▸ **PROBLEM REQUIREMENTS**: Word for word, return every record.

═══ INFORMATION PROVIDED

/// Exponential Moving Average filter state
#[derive(Debug, Clone, Copy, PartialEq)]
#[cfg_attr(feature = "defmt", derive(defmt::Format))]
pub struct EmaFilter {
    value: f32,
}

impl EmaFilter {
    /// Create new EMA filter resting at 0.0
    pub const fn new() -> Self {
        Self { value: 0.0 }
    }

    /// Create a filter that starts from a known value
    pub const fn with_value(value: f32) -> Self {
        Self { value }
    }

    /// Apply EMA filter: output = previous + (input - previous) * alpha
    ///
    /// The filter is not seeded from the first sample; it moves toward it from
    /// wherever it currently rests.
    pub fn apply(&mut self, input: f32, alpha: f32) -> f32 {
        debug_assert!(
            alpha > 0.0 && alpha <= 1.0,
            "EMA alpha must be in range (0.0, 1.0], got {}",
            alpha
        );

        self.value += (input - self.value) * alpha;
        self.value
    }

    /// Current smoothed value
    pub const fn value(&self) -> f32 {
        self.value
    }

    /// Reset filter state
    pub fn reset(&mut self) {
        self.value = 0.0;
    }
}

impl Default for EmaFilter {
    fn default() -> Self {
        Self::new()
    }
}
/// A quantized analog value moved.
#[derive(Debug, Clone, Copy, PartialEq, Eq)]
#[cfg_attr(feature = "defmt", derive(defmt::Format))]
pub struct AnalogChange {
    /// Index of the channel in the panel
    pub channel: usize,
    pub pin: u8,
    pub mplex_select: Option<u8>,
    pub midi_cc: u8,
    pub two_bytes: bool,
    pub value: i32,
}

/// A debounced digital level changed.
#[derive(Debug, Clone, Copy, PartialEq, Eq)]
#[cfg_attr(feature = "defmt", derive(defmt::Format))]
pub struct ButtonChange {
    /// Index of the channel in the panel
    pub channel: usize,
    pub pin: u8,
    pub level: bool,
    pub pressed: bool,
    pub note: Option<u8>,
}

/// Output of one panel tick.
#[derive(Debug, Clone, Copy, PartialEq, Eq)]
#[cfg_attr(feature = "defmt", derive(defmt::Format))]
pub enum Event {
    Analog(AnalogChange),
    Button(ButtonChange),
}
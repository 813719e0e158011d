mod common;

use common::at;
use embassy_time::Duration;
use midi_panel::{DEBOUNCE_WINDOW, DebounceState, Debouncer};

#[test]
fn short_glitch_never_commits() {
    let mut debouncer = Debouncer::new(DEBOUNCE_WINDOW);

    // Flip at t=0, flip back at t=20ms, then poll every 10ms for a while
    assert_eq!(debouncer.update(true, at(0)), None);
    assert_eq!(debouncer.update(true, at(10)), None);
    for t in (20..=500).step_by(10) {
        assert_eq!(debouncer.update(false, at(t)), None, "committed at {}ms", t);
    }

    assert!(!debouncer.debounced());
    assert_eq!(debouncer.state(), DebounceState::StableLow);
}

#[test]
fn stable_input_commits_at_window() {
    let mut debouncer = Debouncer::new(DEBOUNCE_WINDOW);

    let mut fired_at = None;
    for t in (0..=60).step_by(10) {
        if let Some(level) = debouncer.update(true, at(t)) {
            assert!(level);
            assert!(fired_at.is_none(), "fired twice");
            fired_at = Some(t);
        }
    }

    assert_eq!(fired_at, Some(50));
    assert_eq!(debouncer.state(), DebounceState::StableHigh);
}

#[test]
fn one_change_per_transition() {
    let mut debouncer = Debouncer::new(Duration::from_millis(30));

    let mut commits = Vec::new();
    // high for 100ms, low for 100ms, high again for 100ms
    for t in (0..300).step_by(5) {
        let level = (t / 100) % 2 == 0;
        if let Some(value) = debouncer.update(level, at(1_000 + t)) {
            commits.push((t, value));
        }
    }

    assert_eq!(commits, vec![(30, true), (130, false), (230, true)]);
}

#[test]
fn chatter_delays_commit_until_quiet() {
    let mut debouncer = Debouncer::new(DEBOUNCE_WINDOW);

    // Contact chatter for the first 40ms, then held high
    let readings = [true, false, true, true, false, true];
    for (i, &reading) in readings.iter().enumerate() {
        assert_eq!(debouncer.update(reading, at(i as u64 * 8)), None);
    }
    // Last change was at 40ms
    assert_eq!(debouncer.update(true, at(89)), None);
    assert_eq!(debouncer.state(), DebounceState::Pending);
    assert_eq!(debouncer.update(true, at(90)), Some(true));
}

#[test]
fn pending_that_reverts_is_stable_again() {
    let mut debouncer = Debouncer::with_level(DEBOUNCE_WINDOW, true);

    debouncer.update(false, at(100));
    assert_eq!(debouncer.state(), DebounceState::Pending);

    debouncer.update(true, at(120));
    assert_eq!(debouncer.state(), DebounceState::StableHigh);
    assert_eq!(debouncer.update(true, at(400)), None);
}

══════

▸ **RESULT**:
/// Exponential Moving Average filter state
#[derive(Debug, Clone, Copy, PartialEq)]
#[cfg_attr(feature = "defmt", derive(defmt::Format))]
pub struct EmaFilter {
    value: f32,
}

impl EmaFilter {
    /// Create new EMA filter resting at 0.0
    pub const fn new() -> Self {
        Self { value: 0.0 }
    }

    /// Create a filter that starts from a known value
    pub const fn with_value(value: f32) -> Self {
        Self { value }
    }

    /// Apply EMA filter: output = previous + (input - previous) * alpha
    ///
    /// The filter is not seeded from the first sample; it moves toward it from
    /// wherever it currently rests.
    pub fn apply(&mut self, input: f32, alpha: f32) -> f32 {
        debug_assert!(
            alpha > 0.0 && alpha <= 1.0,
            "EMA alpha must be in range (0.0, 1.0], got {}",
            alpha
        );

        self.value += (input - self.value) * alpha;
        self.value
    }

    /// Current smoothed value
    pub const fn value(&self) -> f32 {
        self.value
    }

    /// Reset filter state
    pub fn reset(&mut self) {
        self.value = 0.0;
    }
}

impl Default for EmaFilter {
    fn default() -> Self {
        Self::new()
    }
}
/// A quantized analog value moved.
#[derive(Debug, Clone, Copy, PartialEq, Eq)]
#[cfg_attr(feature = "defmt", derive(defmt::Format))]
pub struct AnalogChange {
    /// Index of the channel in the panel
    pub channel: usize,
    pub pin: u8,
    pub mplex_select: Option<u8>,
    pub midi_cc: u8,
    pub two_bytes: bool,
    pub value: i32,
}

/// A debounced digital level changed.
#[derive(Debug, Clone, Copy, PartialEq, Eq)]
#[cfg_attr(feature = "defmt", derive(defmt::Format))]
pub struct ButtonChange {
    /// Index of the channel in the panel
    pub channel: usize,
    pub pin: u8,
    pub level: bool,
    pub pressed: bool,
    pub note: Option<u8>,
}

/// Output of one panel tick.
#[derive(Debug, Clone, Copy, PartialEq, Eq)]
#[cfg_attr(feature = "defmt", derive(defmt::Format))]
pub enum Event {
    Analog(AnalogChange),
    Button(ButtonChange),
}
repository 813719e0e158011d
mod common;

use common::at;
use embassy_time::Duration;
use midi_panel::{DEBOUNCE_WINDOW, DebounceState, Debouncer};

#[test]
fn short_glitch_never_commits() {
    let mut debouncer = Debouncer::new(DEBOUNCE_WINDOW);

    // Flip at t=0, flip back at t=20ms, then poll every 10ms for a while
    assert_eq!(debouncer.update(true, at(0)), None);
    assert_eq!(debouncer.update(true, at(10)), None);
    for t in (20..=500).step_by(10) {
        assert_eq!(debouncer.update(false, at(t)), None, "committed at {}ms", t);
    }

    assert!(!debouncer.debounced());
    assert_eq!(debouncer.state(), DebounceState::StableLow);
}

#[test]
fn stable_input_commits_at_window() {
    let mut debouncer = Debouncer::new(DEBOUNCE_WINDOW);

    let mut fired_at = None;
    for t in (0..=60).step_by(10) {
        if let Some(level) = debouncer.update(true, at(t)) {
            assert!(level);
            assert!(fired_at.is_none(), "fired twice");
            fired_at = Some(t);
        }
    }

    assert_eq!(fired_at, Some(50));
    assert_eq!(debouncer.state(), DebounceState::StableHigh);
}

#[test]
fn one_change_per_transition() {
    let mut debouncer = Debouncer::new(Duration::from_millis(30));

    let mut commits = Vec::new();
    // high for 100ms, low for 100ms, high again for 100ms
    for t in (0..300).step_by(5) {
        let level = (t / 100) % 2 == 0;
        if let Some(value) = debouncer.update(level, at(1_000 + t)) {
            commits.push((t, value));
        }
    }

    assert_eq!(commits, vec![(30, true), (130, false), (230, true)]);
}

#[test]
fn chatter_delays_commit_until_quiet() {
    let mut debouncer = Debouncer::new(DEBOUNCE_WINDOW);

    // Contact chatter for the first 40ms, then held high
    let readings = [true, false, true, true, false, true];
    for (i, &reading) in readings.iter().enumerate() {
        assert_eq!(debouncer.update(reading, at(i as u64 * 8)), None);
    }
    // Last change was at 40ms
    assert_eq!(debouncer.update(true, at(89)), None);
    assert_eq!(debouncer.state(), DebounceState::Pending);
    assert_eq!(debouncer.update(true, at(90)), Some(true));
}

#[test]
fn pending_that_reverts_is_stable_again() {
    let mut debouncer = Debouncer::with_level(DEBOUNCE_WINDOW, true);

    debouncer.update(false, at(100));
    assert_eq!(debouncer.state(), DebounceState::Pending);

    debouncer.update(true, at(120));
    assert_eq!(debouncer.state(), DebounceState::StableHigh);
    assert_eq!(debouncer.update(true, at(400)), None);
}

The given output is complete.